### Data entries
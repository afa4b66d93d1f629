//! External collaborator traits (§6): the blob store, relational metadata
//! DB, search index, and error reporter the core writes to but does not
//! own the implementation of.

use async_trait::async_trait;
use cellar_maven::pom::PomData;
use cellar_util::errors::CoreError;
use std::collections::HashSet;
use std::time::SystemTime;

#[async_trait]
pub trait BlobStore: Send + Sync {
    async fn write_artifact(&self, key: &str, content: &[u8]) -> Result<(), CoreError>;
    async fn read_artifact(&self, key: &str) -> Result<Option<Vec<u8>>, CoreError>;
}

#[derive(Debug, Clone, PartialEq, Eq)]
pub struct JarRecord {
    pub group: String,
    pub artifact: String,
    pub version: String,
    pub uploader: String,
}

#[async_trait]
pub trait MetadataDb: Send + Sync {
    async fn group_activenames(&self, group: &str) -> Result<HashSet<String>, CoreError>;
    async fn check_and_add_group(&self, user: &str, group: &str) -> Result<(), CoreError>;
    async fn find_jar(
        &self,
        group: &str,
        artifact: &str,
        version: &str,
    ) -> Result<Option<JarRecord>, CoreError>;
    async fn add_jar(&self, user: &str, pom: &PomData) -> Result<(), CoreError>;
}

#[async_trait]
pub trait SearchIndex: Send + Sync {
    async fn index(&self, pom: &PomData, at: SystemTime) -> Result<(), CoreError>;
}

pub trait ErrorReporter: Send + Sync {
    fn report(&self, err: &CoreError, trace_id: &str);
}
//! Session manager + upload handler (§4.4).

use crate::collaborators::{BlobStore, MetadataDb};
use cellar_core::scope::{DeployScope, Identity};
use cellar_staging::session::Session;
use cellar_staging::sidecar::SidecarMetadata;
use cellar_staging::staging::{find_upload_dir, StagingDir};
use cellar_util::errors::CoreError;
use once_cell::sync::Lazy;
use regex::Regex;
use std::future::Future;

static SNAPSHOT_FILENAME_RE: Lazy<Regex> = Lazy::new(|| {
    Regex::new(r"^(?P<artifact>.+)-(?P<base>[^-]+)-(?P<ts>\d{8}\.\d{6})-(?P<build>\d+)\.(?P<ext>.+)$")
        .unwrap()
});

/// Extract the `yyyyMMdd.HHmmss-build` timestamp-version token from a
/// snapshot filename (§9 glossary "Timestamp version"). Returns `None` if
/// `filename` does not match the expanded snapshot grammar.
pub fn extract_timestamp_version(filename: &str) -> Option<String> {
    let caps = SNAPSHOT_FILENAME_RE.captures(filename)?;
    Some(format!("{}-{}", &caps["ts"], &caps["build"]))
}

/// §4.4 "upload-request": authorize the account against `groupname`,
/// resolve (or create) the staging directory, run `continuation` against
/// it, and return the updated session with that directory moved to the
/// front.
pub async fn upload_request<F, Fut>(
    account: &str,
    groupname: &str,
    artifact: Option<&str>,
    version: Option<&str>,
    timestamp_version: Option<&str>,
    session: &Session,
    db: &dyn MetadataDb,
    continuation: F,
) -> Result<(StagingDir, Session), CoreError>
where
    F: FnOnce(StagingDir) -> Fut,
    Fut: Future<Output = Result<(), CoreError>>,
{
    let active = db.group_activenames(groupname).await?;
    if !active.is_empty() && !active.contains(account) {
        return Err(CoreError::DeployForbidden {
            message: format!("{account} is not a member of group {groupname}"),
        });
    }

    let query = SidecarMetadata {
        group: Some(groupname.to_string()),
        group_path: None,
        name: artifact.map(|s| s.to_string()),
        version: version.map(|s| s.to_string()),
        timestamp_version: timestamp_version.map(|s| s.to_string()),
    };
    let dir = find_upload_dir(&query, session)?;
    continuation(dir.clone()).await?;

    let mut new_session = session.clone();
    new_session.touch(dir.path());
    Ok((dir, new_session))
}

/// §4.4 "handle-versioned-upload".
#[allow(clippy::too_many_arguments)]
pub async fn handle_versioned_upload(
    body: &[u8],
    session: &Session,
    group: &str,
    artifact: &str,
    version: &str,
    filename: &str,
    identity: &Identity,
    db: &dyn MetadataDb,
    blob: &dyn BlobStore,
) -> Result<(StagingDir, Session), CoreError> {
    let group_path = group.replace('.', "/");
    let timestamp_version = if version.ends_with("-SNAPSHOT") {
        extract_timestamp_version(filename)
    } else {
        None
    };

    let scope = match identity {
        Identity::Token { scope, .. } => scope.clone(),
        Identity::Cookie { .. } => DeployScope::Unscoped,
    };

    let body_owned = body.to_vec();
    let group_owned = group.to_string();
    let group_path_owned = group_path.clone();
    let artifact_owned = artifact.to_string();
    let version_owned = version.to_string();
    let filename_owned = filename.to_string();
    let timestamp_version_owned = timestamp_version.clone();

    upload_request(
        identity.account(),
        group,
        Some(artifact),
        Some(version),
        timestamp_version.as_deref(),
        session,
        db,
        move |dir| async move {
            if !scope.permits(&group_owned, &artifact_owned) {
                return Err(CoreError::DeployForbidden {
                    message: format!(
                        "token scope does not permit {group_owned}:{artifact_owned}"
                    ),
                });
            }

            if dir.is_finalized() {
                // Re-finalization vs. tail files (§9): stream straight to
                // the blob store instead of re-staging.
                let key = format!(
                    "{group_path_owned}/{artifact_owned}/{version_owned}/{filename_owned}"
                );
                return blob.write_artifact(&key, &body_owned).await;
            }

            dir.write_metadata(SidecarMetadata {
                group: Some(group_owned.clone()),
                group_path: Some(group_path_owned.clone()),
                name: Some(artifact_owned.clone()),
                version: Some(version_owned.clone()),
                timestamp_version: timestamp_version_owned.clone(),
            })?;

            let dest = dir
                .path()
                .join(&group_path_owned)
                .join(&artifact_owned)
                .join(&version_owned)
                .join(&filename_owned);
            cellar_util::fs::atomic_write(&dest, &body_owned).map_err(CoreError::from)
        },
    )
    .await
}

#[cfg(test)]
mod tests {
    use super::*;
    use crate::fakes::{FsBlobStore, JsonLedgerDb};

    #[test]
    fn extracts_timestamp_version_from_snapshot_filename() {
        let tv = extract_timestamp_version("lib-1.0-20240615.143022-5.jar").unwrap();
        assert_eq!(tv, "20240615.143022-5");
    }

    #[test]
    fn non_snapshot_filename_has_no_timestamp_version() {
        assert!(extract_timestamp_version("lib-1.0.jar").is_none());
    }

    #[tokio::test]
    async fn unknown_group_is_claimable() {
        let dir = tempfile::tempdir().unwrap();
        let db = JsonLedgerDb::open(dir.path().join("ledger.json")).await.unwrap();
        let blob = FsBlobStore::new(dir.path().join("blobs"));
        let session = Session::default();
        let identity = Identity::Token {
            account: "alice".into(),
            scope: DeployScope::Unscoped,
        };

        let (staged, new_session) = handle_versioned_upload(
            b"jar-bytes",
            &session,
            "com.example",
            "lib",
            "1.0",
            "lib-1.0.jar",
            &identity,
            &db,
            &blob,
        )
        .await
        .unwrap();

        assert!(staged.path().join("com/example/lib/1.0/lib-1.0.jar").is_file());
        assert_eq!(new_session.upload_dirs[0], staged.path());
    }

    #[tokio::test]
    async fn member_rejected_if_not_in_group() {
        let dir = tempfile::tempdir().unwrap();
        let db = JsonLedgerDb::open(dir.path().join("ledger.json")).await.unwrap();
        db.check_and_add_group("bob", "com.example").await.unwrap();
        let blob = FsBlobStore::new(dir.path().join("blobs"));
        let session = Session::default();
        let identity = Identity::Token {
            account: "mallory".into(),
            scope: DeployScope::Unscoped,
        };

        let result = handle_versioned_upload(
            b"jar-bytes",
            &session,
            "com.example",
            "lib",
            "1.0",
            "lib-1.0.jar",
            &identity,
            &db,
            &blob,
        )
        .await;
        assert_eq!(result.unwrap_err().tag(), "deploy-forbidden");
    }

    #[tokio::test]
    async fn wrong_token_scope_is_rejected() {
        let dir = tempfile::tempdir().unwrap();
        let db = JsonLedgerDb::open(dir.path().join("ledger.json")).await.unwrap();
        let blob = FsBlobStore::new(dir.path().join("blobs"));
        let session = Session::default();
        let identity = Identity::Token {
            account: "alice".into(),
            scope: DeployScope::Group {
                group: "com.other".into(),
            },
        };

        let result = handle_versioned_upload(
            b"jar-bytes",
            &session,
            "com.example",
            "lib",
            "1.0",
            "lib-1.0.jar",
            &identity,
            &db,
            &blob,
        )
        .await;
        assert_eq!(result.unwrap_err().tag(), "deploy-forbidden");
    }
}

* * *

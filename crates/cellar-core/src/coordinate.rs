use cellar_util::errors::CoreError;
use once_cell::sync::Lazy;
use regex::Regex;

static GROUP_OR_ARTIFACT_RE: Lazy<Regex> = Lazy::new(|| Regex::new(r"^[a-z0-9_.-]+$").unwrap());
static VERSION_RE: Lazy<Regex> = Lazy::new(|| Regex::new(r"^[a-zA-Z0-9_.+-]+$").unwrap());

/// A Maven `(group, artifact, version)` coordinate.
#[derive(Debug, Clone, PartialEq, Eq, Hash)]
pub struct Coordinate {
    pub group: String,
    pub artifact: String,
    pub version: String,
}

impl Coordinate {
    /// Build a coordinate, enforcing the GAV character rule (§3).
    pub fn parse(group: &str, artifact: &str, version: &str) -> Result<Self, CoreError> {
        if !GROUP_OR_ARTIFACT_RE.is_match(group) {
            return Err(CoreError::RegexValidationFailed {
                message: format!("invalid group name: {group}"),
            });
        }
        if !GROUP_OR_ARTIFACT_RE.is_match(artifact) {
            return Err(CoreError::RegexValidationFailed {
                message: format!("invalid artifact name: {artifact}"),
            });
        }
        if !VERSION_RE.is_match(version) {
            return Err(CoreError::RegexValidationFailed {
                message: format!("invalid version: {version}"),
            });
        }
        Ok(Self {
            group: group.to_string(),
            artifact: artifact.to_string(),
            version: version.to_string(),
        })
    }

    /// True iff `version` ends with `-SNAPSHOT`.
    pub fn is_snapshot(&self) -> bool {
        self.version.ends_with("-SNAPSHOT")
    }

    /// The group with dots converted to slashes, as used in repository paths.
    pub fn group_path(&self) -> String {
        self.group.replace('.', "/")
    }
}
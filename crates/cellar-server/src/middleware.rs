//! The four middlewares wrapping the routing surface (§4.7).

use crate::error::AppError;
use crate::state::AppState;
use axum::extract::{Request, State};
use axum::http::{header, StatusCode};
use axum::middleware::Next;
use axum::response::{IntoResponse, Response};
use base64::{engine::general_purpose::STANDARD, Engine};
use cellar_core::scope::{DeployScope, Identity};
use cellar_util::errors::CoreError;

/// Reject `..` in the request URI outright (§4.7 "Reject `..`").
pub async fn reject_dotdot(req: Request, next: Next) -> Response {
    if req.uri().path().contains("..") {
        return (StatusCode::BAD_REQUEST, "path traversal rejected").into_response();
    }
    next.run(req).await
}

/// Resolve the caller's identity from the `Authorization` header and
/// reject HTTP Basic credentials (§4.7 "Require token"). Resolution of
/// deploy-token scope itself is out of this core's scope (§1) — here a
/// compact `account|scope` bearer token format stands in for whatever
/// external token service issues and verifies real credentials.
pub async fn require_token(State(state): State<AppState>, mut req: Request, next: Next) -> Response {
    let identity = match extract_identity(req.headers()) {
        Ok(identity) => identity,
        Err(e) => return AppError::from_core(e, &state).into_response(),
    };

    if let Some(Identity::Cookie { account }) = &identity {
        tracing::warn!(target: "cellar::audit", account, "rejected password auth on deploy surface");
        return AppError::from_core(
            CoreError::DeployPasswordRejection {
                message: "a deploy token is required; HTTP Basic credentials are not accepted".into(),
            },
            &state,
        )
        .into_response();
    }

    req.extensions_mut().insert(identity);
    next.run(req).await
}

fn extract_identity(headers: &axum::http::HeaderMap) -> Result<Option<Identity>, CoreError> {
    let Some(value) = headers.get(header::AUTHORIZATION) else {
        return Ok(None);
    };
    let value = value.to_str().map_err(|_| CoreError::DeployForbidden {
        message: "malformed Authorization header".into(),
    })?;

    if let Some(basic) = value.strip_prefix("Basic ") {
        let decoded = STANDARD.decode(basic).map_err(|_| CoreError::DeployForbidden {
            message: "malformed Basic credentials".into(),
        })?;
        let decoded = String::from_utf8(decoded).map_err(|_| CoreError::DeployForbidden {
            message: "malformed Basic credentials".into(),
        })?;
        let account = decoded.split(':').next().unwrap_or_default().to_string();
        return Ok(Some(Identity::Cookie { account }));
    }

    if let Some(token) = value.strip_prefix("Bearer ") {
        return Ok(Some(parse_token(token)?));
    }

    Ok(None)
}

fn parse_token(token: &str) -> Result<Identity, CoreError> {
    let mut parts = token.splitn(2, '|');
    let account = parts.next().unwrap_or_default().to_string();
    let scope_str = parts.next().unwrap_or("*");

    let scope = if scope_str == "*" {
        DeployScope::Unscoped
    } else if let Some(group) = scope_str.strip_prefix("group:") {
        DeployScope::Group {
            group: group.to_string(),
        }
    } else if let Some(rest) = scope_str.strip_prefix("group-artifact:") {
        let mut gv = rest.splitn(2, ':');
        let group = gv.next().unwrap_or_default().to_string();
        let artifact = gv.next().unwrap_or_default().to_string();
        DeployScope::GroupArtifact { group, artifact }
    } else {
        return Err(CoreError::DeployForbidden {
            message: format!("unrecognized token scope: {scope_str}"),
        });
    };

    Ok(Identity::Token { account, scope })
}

--

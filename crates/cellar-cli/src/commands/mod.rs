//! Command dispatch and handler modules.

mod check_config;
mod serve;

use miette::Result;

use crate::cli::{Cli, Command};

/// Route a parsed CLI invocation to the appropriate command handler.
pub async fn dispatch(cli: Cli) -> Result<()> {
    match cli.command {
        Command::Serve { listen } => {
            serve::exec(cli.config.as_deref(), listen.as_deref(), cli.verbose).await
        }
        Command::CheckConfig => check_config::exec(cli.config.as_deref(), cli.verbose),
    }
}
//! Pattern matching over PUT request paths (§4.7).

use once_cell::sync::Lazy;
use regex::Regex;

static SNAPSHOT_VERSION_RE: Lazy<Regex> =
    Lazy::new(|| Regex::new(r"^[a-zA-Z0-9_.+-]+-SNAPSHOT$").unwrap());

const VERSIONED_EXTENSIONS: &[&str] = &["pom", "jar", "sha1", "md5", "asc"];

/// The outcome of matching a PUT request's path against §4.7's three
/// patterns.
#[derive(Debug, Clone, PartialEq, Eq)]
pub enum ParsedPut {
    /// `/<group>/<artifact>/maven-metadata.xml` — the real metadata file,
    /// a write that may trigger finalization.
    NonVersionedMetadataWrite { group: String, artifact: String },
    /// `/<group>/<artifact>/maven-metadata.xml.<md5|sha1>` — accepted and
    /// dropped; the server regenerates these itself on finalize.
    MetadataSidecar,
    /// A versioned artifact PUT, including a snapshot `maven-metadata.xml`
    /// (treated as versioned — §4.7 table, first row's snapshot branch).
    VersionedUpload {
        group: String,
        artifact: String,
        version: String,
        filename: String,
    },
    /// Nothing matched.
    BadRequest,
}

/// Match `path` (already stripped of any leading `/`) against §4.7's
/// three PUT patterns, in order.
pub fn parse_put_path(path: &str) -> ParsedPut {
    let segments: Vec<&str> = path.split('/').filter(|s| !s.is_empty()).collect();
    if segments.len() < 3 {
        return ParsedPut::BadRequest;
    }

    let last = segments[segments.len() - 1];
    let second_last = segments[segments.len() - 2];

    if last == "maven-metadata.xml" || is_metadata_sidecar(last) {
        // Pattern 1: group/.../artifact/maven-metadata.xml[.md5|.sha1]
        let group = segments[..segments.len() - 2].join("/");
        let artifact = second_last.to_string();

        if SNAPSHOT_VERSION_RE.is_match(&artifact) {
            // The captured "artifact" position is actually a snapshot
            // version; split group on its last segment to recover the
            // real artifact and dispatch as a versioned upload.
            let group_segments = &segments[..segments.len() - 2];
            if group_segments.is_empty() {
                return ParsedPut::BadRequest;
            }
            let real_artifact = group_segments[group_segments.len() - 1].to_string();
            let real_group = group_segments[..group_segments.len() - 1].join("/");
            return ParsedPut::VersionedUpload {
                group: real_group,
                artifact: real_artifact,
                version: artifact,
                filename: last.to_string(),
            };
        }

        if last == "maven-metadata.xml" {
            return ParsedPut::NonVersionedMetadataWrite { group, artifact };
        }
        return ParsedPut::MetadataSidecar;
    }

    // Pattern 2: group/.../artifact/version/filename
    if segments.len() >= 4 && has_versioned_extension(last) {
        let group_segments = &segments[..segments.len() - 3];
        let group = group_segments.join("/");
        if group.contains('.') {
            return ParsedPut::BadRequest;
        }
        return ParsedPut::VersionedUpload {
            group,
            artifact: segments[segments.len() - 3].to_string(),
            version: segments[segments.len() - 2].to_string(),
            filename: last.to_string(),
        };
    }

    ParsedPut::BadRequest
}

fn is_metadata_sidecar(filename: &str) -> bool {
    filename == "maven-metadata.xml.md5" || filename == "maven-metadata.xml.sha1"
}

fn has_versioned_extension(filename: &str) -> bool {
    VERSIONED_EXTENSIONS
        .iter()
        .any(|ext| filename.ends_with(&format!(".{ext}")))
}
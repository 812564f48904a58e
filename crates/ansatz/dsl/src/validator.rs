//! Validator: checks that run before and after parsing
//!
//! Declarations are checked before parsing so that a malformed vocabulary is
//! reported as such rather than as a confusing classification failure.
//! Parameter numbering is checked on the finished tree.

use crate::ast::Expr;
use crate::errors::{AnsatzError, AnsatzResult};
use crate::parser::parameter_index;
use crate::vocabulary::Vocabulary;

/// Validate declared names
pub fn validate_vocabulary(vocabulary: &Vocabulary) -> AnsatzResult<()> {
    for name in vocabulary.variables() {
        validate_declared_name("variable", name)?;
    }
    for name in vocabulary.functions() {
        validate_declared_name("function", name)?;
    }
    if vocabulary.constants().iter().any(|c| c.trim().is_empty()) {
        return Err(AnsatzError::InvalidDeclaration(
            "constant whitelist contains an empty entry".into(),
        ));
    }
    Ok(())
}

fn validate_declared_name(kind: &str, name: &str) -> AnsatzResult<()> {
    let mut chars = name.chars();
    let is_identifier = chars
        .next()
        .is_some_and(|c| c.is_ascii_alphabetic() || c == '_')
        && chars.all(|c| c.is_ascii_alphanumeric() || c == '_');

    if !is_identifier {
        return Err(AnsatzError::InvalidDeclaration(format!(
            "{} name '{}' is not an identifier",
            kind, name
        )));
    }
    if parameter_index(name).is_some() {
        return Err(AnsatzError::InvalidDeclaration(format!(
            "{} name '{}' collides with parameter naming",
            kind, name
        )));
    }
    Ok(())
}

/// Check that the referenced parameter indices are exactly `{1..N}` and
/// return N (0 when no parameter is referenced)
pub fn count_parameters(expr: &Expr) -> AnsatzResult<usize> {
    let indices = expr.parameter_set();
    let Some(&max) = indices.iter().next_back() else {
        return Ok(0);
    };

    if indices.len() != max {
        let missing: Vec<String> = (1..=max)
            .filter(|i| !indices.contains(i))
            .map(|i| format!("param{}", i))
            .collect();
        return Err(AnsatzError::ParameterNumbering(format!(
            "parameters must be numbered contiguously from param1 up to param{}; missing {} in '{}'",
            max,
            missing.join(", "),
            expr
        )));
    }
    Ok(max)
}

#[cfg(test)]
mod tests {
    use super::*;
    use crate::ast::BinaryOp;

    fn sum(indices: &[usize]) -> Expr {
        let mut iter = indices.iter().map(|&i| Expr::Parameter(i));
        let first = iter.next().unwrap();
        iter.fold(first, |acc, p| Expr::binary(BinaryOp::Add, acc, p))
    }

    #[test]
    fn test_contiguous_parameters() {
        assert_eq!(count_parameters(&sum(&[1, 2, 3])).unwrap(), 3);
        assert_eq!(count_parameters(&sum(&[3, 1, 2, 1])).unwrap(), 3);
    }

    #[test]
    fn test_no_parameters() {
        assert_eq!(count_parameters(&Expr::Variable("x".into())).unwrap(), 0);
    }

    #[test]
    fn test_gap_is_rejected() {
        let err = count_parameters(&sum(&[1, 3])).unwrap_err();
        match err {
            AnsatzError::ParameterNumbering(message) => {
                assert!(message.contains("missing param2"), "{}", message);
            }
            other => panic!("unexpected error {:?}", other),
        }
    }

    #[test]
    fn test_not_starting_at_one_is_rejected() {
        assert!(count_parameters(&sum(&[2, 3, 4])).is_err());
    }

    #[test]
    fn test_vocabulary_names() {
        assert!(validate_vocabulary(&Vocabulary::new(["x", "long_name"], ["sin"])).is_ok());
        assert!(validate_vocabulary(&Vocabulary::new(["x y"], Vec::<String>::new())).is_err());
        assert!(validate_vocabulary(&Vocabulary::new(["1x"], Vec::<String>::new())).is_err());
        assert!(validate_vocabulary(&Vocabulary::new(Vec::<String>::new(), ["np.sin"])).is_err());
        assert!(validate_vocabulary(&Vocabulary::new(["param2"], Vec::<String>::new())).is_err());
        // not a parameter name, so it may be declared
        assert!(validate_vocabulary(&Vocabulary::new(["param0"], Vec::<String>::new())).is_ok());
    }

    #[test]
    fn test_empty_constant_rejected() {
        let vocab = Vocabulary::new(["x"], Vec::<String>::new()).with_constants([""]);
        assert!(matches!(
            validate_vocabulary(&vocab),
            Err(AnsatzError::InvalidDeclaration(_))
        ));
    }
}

### What the task requires
If a line above includes the string "accepted", pick it out.

### Finished task
                message: "a deploy token is required; HTTP Basic credentials are not accepted".into(),
    /// `/<group>/<artifact>/maven-metadata.xml.<md5|sha1>` — accepted and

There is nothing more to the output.